開催日時: 2009年05月11日 15:30-16:30
開催場所: 総合研究棟2階会議室
講師: 金子 新 博士
所属: 東京大学医科学研究所 幹細胞治療研究センター 幹細胞治療部門
演題: 造血器腫瘍、難治性感染症に対する遺伝子細胞治療、幹細胞治療の開発
概要:

腫瘍性疾患やウイルス・真菌感染症に対する生体防御の主力はTリンパ球による細胞性免疫であるが、難治性腫瘍や感染症においては様々な要因で宿主の細胞性免疫の減弱が起こっており、疾患をより効果的に制御するには、減弱した細胞性免疫の再構築が必要と考えられる。
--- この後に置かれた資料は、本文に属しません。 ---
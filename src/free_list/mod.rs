//! Free list of pool slots
//!
//! The allocator for pool slots: a lock-free, bounded FIFO of slot ids that
//! several processes can map at once. It is the only synchronization in the
//! crate; buffers themselves carry no locks.

mod layout;
pub mod queue;

pub use queue::{FreeListQueue, QueueHandle, SlotId};
//! Tests for the buffer pool checkout protocol

use std::time::{Duration, Instant};

use shmpool::{
    create_buffers, create_managed_buffers, AllocatorConfig, AxisSlice, BackingType,
    BufferManager, DType, Order, PoolFactory, Shape, ShmPoolError,
};
use tempfile::TempDir;

fn init_logging() {
    let _ = env_logger::builder().is_test(true).try_init();
}

#[cfg(test)]
mod pool_tests {
    use super::*;

    #[test]
    fn test_drain_then_timeout() {
        init_logging();
        for count in [1usize, 2, 5] {
            let pool = create_managed_buffers::<f64>(count, &Shape::vector(8)).unwrap();
            let mut held = Vec::new();
            for _ in 0..count {
                held.push(pool.get_buffer(Some(Duration::from_millis(10))).unwrap().0);
            }
            held.sort_unstable();
            assert_eq!(held, (0..count as u32).collect::<Vec<_>>());

            let start = Instant::now();
            let err = pool.get_buffer(Some(Duration::from_millis(30))).unwrap_err();
            assert!(matches!(err, ShmPoolError::Timeout { .. }));
            assert!(start.elapsed() >= Duration::from_millis(30));
            assert_eq!(pool.stats().timeouts, 1);
        }
    }

    #[test]
    fn test_timeout_has_no_side_effect() {
        init_logging();
        let pool = create_managed_buffers::<f32>(1, &Shape::vector(4)).unwrap();
        let (slot, _) = pool.get_buffer(None).unwrap();
        assert!(pool.get_buffer(Some(Duration::ZERO)).is_err());
        assert_eq!(pool.queue().checked_out_count(), 1);

        pool.reclaim(slot).unwrap();
        assert_eq!(pool.free_count(), 1);
        assert_eq!(pool.get_buffer(Some(Duration::ZERO)).unwrap().0, slot);
    }

    #[test]
    fn test_fifo_order_single_consumer() {
        init_logging();
        let pool = create_managed_buffers::<f64>(3, &Shape::vector(2)).unwrap();
        let (a, _) = pool.get_buffer(None).unwrap();
        let (b, _) = pool.get_buffer(None).unwrap();
        let (c, _) = pool.get_buffer(None).unwrap();
        pool.reclaim(a).unwrap();
        pool.reclaim(b).unwrap();
        pool.reclaim(c).unwrap();

        let mut order = Vec::new();
        for _ in 0..6 {
            let (slot, _) = pool.get_buffer(None).unwrap();
            order.push(slot);
            pool.reclaim(slot).unwrap();
        }
        assert_eq!(order, vec![a, b, c, a, b, c]);
    }

    #[test]
    fn test_reclaim_errors() {
        init_logging();
        let pool = create_managed_buffers::<f64>(2, &Shape::vector(2)).unwrap();
        assert!(matches!(
            pool.reclaim(0),
            Err(ShmPoolError::SlotNotCheckedOut { slot: 0 })
        ));
        assert!(matches!(pool.reclaim(7), Err(ShmPoolError::InvalidSlot { .. })));

        let (slot, _) = pool.get_buffer(None).unwrap();
        pool.reclaim(slot).unwrap();
        assert!(pool.reclaim(slot).is_err());
        assert_eq!(pool.free_count(), 2);
    }

    #[test]
    fn test_views_alias_storage() {
        init_logging();
        let pool = create_managed_buffers::<f64>(2, &Shape::from([2, 3])).unwrap();
        let (slot, mut view) = pool.get_buffer(None).unwrap();
        view.set(&[1, 2], 42.0).unwrap();

        let mapped = pool.map_buffer(slot, &[]).unwrap();
        assert_eq!(mapped.get(&[1, 2]), Some(42.0));
        let row = pool.map_buffer(slot, &[AxisSlice::Index(1)]).unwrap();
        assert_eq!(row.to_vec(), vec![0.0, 0.0, 42.0]);

        let other = pool.map_buffer(1 - slot, &[]).unwrap();
        assert!(other.to_vec().iter().all(|&v| v == 0.0));
    }

    #[test]
    fn test_column_major_pool() {
        init_logging();
        let (buffers, queue) = create_buffers(1, &Shape::from([2, 3]), DType::F32).unwrap();
        let pool =
            BufferManager::<f32>::with_order(buffers, queue, Some(Shape::from([2, 3])), Order::ColumnMajor)
                .unwrap();
        let (_, mut view) = pool.get_buffer(None).unwrap();
        assert_eq!(view.strides(), &[1, 2]);
        view.set(&[1, 0], 1.0).unwrap();

        let raw = shmpool::as_view::<f32>(&pool.buffers()[0], None, Order::RowMajor).unwrap();
        assert_eq!(raw.get(&[1]), Some(1.0));
    }

    #[test]
    fn test_file_backed_pool() {
        init_logging();
        let temp_dir = TempDir::new().unwrap();
        let config = AllocatorConfig::new()
            .with_backing_type(BackingType::FileBacked)
            .with_directory(temp_dir.path())
            .with_name_prefix("filepool");
        let factory = PoolFactory::new(config).unwrap();
        let pool = factory
            .create_managed_buffers::<f64>(2, &Shape::vector(16))
            .unwrap();

        let (slot, mut view) = pool.get_buffer(None).unwrap();
        view.fill(2.5);
        pool.reclaim(slot).unwrap();

        let files = std::fs::read_dir(temp_dir.path()).unwrap().count();
        assert_eq!(files, 3);
        assert!(pool.buffers()[0].region().is_file_backed());
    }

    #[test]
    fn test_handles_roundtrip_rebuild_views() {
        init_logging();
        let pool = create_managed_buffers::<f64>(2, &Shape::from([4, 2])).unwrap();
        let (slot, mut view) = pool.get_buffer(None).unwrap();
        let values: Vec<f64> = (0..8).map(|i| i as f64 * 0.5).collect();
        view.copy_from_slice(&values).unwrap();

        let handles = pool.handles();
        let mut attached = unsafe { BufferManager::<f64>::attach(&handles) }.unwrap();
        assert!(matches!(
            attached.map_buffer(slot, &[]),
            Err(ShmPoolError::ViewsNotBuilt)
        ));
        attached.rebuild_views().unwrap();

        let seen = attached.map_buffer(slot, &[]).unwrap();
        assert_eq!(seen.shape(), &[4, 2]);
        assert_eq!(seen.to_vec(), values);

        attached.reclaim(slot).unwrap();
        assert_eq!(pool.free_count(), 2);
    }

    #[test]
    fn test_attach_rejects_overflowing_shape() {
        init_logging();
        let pool = create_managed_buffers::<f64>(1, &Shape::vector(2)).unwrap();
        let mut handles = pool.handles();
        handles.shape = Some(Shape::from([(1usize << 63) + 1, 2]));

        let mut attached = unsafe { BufferManager::<f64>::attach(&handles) }.unwrap();
        assert!(matches!(
            attached.rebuild_views(),
            Err(ShmPoolError::ShapeMismatch { elements: 2, .. })
        ));
        assert!(!attached.views_built());
    }

    #[test]
    fn test_attach_file_backed_by_path() {
        init_logging();
        let temp_dir = TempDir::new().unwrap();
        let config = AllocatorConfig::new()
            .with_backing_type(BackingType::FileBacked)
            .with_directory(temp_dir.path());
        let pool = PoolFactory::new(config)
            .unwrap()
            .create_managed_buffers::<f32>(1, &Shape::vector(3))
            .unwrap();
        pool.map_buffer(0, &[]).unwrap().copy_from_slice(&[1.0, 2.0, 3.0]).unwrap();

        let mut attached = unsafe { BufferManager::<f32>::attach(&pool.handles()) }.unwrap();
        attached.rebuild_views().unwrap();
        assert_eq!(attached.map_buffer(0, &[]).unwrap().to_vec(), vec![1.0, 2.0, 3.0]);
    }
}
 広く行われている試みの一つは、免疫系を含む造血機構の再生治療である同種造血幹細胞移植後に、ドナーの新鮮なリンパ球を輸注するドナーリンパ球輸注療法(DLI)である。我々は同種移植後の再発白血病患者に対して、免疫再生による疾患制御を安全に行うことを目的とし、ガンシクロビル(GCV)依存性に特異的細胞死を誘導するヘルペスウイルスチミジンキナーゼ(HSV-TK)遺伝子を導入したドナーリンパ球輸注療法(TK-DLI)のフェイズI/II臨床研究を行い、その有用性と問題点を明らかにした。一方で、メモリーT幹細胞活性を持つといわれるセントラルメモリーTリンパ球を増幅させる体外遺伝子操作プロトコールを開発し、問題となっていた遺伝子導入Tリンパ球の抗原反応性減弱が回避できることをヒト皮膚片移植NOD/SCIDマウスによる同種移植片対宿主病(GVHD)モデルを用いて示した。現在は同プロトコールによるフェイズI/II臨床研究を準備中である。
 免疫再生のもう一つの試みは、自家Tリンパ球を用いた細胞療法である。近年、腫瘍特異的T細胞レセプター(TCR)遺伝子導入Tリンパ球による自家リンパ球輸注療法が報告され、限られた症例で治療効果を示している。効果を左右する要素の一つが、内在性TCRとの競合による腫瘍特異的TCR発現不良であることが知られており、それを避けるためにTCR遺伝子導入自家CD34陽性造血幹細胞による治療などが検討されている。しかしCD34陽性細胞の増幅技術がまだ確立されていない現段階では、最終的に十分な遺伝子導入Tリンパ球が得られないことが予想される。そこで我々は造血器腫瘍、ウイルス感染症を対象に、最近開発された人工多能性幹細胞(iPS細胞)技術を併用した抗原特異的自家Tリンパ球輸注療法の基礎研究を行っている。iPS細胞の特徴である自己複製能により、大量の抗原特異的自家Tリンパ球が調整されることが期待される。
 その一方で、iPS細胞を用いた治療に特徴的な問題として、未分化細胞による奇形腫形成や分化移植片による予想外の副反応があり得る。我々は上記のHSV-TK遺伝子をiPS細胞に導入し、未分化細胞あるいは分化移植片を選択的にin vivoで除去することが可能なシステムも併せて構築中である。
本セミナーでは細胞性免疫再生への二種類の試みとHSV-TK遺伝子によるin vivo制御法の開発について紹介する。